TO DO: Please filter the entries for the word "IntoResponse" and copy every line that has it.

RAW DATA:

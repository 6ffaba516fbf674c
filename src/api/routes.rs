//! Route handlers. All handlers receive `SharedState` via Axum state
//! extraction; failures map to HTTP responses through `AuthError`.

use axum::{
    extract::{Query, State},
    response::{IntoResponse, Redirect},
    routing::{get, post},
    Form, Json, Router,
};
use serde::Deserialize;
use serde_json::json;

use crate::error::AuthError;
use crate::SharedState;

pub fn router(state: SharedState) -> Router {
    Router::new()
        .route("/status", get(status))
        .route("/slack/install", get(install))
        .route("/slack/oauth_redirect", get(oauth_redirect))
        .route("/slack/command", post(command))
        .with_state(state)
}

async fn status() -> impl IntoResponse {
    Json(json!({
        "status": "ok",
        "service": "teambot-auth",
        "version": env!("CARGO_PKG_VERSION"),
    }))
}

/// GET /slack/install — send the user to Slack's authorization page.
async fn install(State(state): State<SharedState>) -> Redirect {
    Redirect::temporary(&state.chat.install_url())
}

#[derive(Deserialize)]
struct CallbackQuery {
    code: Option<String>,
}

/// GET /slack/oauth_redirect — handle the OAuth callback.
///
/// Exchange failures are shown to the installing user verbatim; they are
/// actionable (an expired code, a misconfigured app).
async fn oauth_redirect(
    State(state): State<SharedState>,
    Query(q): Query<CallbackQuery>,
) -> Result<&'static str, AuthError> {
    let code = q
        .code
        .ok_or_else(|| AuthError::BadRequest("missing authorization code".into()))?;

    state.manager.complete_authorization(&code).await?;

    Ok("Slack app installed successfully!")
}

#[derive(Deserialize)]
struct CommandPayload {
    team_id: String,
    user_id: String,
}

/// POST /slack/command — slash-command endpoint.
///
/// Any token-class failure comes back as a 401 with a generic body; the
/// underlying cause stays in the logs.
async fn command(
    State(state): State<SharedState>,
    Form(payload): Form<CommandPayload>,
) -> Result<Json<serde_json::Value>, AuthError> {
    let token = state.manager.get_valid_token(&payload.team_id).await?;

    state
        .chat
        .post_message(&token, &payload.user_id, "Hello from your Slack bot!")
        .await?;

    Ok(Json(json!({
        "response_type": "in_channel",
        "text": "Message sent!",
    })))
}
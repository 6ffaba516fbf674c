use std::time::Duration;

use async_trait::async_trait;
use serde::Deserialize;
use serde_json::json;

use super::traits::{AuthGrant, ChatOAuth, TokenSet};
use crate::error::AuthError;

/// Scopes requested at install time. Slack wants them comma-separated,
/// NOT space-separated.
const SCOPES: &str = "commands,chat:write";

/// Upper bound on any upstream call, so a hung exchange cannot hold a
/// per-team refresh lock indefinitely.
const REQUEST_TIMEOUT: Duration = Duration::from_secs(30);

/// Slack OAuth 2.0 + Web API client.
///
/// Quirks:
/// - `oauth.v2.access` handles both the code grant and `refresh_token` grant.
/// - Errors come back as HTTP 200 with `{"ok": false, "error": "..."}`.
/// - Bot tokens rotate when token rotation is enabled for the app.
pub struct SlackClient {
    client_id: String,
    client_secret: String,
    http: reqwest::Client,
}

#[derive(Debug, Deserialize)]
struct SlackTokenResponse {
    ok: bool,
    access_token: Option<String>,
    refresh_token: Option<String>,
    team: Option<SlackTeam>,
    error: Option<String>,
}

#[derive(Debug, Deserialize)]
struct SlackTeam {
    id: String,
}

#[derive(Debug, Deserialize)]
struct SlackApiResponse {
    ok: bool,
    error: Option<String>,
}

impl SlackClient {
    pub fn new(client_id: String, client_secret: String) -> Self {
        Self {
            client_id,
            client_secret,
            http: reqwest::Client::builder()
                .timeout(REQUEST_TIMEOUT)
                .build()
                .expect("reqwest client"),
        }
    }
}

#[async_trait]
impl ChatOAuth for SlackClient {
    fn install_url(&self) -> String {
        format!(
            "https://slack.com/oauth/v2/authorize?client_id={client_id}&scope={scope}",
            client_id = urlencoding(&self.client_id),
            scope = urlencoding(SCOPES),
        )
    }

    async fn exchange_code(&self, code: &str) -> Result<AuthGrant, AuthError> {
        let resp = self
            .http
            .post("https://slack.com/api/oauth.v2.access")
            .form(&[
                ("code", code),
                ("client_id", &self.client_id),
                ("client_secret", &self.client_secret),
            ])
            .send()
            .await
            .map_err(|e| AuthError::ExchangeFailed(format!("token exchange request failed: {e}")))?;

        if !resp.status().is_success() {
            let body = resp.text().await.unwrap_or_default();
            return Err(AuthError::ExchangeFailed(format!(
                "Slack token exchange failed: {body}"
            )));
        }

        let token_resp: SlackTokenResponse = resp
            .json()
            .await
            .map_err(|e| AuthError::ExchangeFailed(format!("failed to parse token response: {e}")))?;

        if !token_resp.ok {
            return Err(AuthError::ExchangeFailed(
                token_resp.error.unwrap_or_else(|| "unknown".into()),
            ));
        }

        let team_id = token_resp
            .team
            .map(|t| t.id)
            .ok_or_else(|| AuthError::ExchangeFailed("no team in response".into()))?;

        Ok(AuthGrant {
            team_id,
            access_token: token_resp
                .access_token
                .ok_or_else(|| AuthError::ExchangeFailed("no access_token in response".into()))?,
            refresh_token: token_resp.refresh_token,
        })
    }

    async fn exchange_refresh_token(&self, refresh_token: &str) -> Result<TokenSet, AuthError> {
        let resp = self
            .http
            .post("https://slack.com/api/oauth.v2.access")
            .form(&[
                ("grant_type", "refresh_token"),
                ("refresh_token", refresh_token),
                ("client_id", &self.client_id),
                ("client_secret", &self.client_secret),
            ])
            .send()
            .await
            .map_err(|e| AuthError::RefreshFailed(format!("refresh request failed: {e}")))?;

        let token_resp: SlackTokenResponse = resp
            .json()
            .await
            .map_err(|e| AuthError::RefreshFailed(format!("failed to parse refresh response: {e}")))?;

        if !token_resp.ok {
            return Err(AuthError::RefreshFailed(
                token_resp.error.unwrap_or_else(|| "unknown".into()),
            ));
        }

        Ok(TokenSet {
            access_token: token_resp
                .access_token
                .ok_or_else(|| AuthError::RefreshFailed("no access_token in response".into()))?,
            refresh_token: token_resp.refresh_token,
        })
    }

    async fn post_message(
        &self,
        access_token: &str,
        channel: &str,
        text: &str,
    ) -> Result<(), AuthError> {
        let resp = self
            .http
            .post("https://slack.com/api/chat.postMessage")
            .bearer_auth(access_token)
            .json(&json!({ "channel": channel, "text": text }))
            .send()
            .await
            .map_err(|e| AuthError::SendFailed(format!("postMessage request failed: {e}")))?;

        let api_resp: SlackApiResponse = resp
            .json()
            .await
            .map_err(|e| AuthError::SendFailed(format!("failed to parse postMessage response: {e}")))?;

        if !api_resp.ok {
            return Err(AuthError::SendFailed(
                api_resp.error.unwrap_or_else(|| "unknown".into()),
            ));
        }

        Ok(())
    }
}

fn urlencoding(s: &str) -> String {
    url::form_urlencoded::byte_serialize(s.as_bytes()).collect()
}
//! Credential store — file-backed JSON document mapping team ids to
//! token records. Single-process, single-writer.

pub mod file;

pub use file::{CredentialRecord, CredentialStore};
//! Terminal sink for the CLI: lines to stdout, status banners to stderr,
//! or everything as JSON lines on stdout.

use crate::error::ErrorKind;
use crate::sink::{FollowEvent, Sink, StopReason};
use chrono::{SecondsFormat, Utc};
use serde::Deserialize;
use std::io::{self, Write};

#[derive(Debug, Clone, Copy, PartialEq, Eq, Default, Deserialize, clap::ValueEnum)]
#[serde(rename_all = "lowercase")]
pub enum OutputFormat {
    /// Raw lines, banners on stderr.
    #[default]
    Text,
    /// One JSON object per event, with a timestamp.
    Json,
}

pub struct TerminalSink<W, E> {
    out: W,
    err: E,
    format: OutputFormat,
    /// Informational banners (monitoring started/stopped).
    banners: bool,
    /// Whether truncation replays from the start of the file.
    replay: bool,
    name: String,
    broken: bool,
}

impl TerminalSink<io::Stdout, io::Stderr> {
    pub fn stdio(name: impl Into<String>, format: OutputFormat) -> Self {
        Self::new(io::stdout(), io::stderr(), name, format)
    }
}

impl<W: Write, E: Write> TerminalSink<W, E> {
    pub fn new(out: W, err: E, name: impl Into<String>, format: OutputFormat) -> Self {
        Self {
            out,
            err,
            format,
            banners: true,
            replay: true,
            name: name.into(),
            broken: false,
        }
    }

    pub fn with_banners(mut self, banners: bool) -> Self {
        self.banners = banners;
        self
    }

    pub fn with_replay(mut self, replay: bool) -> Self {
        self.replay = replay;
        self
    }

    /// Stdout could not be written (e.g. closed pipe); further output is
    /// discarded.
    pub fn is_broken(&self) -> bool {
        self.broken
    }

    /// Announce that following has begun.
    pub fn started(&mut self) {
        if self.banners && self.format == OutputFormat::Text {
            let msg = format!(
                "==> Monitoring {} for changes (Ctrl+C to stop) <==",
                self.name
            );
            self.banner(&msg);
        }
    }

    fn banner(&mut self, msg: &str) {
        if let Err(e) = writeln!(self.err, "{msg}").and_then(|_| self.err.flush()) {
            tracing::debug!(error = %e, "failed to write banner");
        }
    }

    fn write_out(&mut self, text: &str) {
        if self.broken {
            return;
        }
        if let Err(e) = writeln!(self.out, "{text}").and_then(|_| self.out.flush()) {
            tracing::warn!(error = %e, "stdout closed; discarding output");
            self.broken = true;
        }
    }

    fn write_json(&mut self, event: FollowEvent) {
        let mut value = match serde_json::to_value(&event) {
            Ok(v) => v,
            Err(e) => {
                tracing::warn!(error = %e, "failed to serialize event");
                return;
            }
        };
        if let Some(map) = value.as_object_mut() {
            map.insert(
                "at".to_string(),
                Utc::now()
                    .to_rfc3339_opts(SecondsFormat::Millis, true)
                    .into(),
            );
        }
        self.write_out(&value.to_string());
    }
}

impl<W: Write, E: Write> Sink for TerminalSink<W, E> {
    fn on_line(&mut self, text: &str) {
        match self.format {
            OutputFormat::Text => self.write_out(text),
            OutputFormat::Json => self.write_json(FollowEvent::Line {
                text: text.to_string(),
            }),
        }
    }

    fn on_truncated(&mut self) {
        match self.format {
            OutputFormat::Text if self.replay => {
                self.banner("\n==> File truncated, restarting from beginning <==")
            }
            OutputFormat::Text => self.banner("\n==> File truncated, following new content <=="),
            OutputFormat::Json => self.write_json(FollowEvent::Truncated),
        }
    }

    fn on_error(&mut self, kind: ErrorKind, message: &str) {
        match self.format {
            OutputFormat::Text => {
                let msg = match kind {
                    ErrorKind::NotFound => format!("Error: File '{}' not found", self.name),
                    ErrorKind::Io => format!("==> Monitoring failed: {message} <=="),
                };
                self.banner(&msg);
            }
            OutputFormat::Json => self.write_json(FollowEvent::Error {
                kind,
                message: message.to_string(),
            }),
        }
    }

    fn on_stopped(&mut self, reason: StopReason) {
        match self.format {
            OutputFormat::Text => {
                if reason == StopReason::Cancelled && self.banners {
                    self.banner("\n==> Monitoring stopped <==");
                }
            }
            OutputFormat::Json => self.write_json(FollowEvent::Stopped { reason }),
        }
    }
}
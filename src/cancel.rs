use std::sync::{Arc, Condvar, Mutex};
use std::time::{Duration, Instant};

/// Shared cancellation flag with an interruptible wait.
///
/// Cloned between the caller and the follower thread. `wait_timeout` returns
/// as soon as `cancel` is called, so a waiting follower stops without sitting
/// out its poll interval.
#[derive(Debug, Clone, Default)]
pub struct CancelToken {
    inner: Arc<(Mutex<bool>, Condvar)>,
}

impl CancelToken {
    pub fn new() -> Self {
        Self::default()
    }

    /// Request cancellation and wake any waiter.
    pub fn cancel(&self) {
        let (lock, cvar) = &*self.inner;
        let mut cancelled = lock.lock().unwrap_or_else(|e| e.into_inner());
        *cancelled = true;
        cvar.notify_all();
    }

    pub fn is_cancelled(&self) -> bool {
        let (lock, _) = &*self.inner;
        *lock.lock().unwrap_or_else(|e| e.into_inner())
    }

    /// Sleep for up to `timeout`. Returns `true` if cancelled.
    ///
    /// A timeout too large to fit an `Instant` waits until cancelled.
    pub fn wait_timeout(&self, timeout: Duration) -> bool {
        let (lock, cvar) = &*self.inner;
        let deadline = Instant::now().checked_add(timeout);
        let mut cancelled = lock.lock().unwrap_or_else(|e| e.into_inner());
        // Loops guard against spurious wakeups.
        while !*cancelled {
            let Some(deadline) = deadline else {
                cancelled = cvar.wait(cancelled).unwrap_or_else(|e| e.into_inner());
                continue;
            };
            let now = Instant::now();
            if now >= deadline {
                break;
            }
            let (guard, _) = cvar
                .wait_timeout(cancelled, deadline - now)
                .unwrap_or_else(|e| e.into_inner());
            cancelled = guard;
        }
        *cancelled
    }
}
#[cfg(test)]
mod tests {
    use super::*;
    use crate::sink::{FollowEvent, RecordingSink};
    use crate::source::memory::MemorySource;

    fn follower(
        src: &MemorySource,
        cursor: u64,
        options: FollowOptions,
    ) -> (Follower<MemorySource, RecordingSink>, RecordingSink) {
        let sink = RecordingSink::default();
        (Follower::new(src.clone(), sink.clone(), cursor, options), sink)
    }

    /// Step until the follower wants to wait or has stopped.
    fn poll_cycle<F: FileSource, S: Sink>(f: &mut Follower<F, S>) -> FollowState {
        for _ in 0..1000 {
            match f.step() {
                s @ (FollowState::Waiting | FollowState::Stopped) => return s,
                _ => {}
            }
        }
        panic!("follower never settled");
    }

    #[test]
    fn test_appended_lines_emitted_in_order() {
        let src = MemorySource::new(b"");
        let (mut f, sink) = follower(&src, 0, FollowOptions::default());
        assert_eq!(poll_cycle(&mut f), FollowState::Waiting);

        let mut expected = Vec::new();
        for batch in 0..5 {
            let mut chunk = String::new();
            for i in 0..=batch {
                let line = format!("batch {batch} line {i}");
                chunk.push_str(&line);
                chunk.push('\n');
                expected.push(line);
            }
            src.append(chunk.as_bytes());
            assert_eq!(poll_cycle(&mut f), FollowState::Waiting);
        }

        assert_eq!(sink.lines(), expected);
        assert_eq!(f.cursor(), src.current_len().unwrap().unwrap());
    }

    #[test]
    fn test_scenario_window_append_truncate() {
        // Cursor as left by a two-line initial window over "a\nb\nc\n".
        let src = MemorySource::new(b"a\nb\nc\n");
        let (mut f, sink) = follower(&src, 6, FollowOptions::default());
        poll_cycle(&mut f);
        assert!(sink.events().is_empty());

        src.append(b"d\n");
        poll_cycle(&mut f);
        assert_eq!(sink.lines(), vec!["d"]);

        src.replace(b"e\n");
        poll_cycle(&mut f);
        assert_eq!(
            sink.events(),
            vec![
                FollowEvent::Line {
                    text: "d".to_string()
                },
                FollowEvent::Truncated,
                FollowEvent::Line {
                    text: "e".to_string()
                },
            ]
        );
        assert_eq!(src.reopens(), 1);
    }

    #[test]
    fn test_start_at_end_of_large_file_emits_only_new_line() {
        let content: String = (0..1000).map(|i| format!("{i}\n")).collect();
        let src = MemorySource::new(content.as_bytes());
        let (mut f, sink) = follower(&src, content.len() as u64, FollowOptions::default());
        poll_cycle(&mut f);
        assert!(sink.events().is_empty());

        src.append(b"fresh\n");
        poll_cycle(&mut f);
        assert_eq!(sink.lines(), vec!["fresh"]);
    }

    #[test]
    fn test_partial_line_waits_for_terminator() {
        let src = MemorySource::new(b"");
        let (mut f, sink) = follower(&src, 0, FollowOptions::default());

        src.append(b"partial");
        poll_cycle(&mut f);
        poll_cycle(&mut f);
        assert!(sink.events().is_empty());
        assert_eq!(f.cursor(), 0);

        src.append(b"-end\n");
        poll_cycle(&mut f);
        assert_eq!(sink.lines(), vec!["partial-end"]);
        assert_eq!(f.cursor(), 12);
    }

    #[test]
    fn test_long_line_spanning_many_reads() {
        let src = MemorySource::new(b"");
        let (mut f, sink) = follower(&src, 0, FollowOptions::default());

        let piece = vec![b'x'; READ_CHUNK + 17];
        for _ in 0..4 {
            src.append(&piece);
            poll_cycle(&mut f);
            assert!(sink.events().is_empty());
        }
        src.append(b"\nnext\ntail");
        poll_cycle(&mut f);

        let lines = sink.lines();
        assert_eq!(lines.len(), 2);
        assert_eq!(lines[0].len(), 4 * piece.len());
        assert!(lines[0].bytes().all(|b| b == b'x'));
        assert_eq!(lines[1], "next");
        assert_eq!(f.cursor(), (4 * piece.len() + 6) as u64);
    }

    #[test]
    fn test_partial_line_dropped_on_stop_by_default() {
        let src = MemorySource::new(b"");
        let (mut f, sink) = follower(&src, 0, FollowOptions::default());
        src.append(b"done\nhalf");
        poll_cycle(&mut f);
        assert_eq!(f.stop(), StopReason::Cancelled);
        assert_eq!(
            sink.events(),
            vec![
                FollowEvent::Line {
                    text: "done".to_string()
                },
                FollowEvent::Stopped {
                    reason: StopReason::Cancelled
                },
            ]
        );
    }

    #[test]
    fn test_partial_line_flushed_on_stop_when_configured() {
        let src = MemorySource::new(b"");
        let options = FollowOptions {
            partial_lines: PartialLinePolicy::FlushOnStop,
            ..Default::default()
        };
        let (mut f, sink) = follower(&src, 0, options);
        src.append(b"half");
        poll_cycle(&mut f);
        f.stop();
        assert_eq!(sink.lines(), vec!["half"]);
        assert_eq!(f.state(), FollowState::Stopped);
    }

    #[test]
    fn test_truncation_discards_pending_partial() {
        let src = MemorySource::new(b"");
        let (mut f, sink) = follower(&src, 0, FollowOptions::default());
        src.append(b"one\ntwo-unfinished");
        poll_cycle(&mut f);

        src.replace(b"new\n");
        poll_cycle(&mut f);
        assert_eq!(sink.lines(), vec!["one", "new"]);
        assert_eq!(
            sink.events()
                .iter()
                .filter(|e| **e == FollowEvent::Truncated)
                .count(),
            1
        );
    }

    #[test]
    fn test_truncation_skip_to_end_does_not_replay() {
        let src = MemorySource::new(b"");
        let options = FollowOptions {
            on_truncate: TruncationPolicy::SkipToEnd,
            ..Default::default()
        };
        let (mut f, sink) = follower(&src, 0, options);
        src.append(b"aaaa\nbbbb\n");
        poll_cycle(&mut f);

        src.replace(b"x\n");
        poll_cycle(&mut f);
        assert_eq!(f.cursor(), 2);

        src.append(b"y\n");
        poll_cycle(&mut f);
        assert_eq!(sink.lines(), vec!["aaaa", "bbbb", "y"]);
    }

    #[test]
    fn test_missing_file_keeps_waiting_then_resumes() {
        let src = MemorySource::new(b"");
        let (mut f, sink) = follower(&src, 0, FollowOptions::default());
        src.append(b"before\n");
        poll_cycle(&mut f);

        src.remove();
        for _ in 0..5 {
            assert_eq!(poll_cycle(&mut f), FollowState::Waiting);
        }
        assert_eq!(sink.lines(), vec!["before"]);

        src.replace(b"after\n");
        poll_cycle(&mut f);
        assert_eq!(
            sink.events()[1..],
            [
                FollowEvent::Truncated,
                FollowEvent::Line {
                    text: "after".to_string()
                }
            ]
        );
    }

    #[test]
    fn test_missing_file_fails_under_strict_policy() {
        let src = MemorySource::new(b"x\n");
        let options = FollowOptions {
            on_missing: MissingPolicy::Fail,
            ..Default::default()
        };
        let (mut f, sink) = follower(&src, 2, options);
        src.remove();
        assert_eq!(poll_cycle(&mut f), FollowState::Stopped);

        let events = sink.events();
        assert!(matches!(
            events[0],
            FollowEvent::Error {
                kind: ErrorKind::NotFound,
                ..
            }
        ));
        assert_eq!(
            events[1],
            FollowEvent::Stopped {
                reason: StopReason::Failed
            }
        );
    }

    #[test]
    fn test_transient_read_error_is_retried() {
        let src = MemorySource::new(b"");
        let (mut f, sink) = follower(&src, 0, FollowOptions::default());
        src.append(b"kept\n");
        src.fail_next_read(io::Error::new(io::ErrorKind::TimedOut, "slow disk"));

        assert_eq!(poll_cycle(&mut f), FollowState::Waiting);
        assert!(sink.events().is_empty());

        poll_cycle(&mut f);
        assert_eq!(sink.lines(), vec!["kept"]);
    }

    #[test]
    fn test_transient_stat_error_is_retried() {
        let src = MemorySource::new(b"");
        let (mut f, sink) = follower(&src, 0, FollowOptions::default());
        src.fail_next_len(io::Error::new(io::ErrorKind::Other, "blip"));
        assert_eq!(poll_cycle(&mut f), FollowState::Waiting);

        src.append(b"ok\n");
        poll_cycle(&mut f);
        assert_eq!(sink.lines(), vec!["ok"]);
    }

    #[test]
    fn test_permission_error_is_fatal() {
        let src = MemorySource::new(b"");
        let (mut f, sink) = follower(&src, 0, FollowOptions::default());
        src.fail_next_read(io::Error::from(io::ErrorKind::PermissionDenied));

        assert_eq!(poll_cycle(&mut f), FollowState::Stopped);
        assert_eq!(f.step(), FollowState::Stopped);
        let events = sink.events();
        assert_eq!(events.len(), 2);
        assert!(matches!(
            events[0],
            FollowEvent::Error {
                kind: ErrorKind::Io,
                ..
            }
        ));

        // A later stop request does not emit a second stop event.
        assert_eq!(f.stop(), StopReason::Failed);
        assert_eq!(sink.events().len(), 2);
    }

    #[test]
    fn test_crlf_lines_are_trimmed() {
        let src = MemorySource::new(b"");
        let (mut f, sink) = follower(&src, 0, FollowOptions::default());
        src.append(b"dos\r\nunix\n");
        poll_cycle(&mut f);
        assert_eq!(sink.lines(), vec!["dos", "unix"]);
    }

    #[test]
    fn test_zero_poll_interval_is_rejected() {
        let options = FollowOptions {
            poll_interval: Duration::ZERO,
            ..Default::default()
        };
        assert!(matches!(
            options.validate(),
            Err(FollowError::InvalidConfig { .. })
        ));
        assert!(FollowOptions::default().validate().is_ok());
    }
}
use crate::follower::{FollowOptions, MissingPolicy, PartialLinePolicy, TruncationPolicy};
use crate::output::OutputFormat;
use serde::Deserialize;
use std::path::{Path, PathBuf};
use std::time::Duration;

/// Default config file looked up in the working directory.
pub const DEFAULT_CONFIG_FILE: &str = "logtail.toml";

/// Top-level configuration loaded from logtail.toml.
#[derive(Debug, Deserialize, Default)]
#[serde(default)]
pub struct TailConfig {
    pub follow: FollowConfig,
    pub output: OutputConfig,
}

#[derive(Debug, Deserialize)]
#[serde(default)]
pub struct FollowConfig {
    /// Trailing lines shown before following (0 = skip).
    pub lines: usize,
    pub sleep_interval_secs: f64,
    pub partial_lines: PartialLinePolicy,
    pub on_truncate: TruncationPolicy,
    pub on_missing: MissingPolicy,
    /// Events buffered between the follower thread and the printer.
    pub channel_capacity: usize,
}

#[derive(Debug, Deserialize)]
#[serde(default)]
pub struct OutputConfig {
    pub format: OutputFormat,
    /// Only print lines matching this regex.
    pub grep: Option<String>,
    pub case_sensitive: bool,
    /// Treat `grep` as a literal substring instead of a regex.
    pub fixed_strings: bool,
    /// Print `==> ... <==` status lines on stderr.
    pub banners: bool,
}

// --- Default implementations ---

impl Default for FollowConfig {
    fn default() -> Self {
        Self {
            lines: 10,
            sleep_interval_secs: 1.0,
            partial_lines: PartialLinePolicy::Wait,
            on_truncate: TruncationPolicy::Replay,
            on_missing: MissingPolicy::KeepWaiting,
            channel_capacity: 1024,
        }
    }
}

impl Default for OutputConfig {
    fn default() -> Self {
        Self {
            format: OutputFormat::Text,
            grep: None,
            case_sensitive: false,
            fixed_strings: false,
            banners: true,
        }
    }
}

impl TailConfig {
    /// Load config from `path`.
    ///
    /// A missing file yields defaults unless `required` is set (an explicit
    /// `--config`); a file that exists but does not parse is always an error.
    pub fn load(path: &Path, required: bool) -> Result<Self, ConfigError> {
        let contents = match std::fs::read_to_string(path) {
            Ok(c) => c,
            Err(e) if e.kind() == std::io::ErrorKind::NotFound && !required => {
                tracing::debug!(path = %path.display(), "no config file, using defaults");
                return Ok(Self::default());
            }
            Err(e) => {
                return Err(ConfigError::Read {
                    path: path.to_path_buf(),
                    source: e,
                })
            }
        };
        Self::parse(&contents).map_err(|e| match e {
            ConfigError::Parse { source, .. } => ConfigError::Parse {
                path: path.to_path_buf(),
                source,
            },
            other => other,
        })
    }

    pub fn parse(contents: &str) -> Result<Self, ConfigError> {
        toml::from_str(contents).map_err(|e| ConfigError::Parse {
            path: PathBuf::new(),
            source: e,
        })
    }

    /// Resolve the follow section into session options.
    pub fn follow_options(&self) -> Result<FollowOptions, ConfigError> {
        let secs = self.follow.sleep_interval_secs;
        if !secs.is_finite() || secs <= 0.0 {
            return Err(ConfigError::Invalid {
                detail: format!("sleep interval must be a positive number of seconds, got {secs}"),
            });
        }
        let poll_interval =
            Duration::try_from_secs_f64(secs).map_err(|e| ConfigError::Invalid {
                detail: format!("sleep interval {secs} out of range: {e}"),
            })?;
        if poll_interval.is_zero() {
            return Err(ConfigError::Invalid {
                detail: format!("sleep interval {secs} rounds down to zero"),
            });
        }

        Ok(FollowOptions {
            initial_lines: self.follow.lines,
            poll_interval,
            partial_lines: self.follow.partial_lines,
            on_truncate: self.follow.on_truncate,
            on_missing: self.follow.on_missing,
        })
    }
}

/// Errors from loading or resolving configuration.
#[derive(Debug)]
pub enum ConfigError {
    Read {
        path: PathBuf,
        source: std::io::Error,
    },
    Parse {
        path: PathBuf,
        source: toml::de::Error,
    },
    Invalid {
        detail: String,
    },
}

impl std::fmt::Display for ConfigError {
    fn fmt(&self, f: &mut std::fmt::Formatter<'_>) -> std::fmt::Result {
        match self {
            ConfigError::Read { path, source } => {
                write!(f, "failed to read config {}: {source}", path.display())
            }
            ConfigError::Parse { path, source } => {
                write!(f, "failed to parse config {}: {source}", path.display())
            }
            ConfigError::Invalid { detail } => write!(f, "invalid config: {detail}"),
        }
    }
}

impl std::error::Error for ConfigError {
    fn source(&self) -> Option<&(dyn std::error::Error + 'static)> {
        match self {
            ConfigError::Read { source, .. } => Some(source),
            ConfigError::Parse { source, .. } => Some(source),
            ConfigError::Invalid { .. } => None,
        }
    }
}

EXERCISE RESPONSE:
    response::{IntoResponse, Redirect},
async fn status() -> impl IntoResponse {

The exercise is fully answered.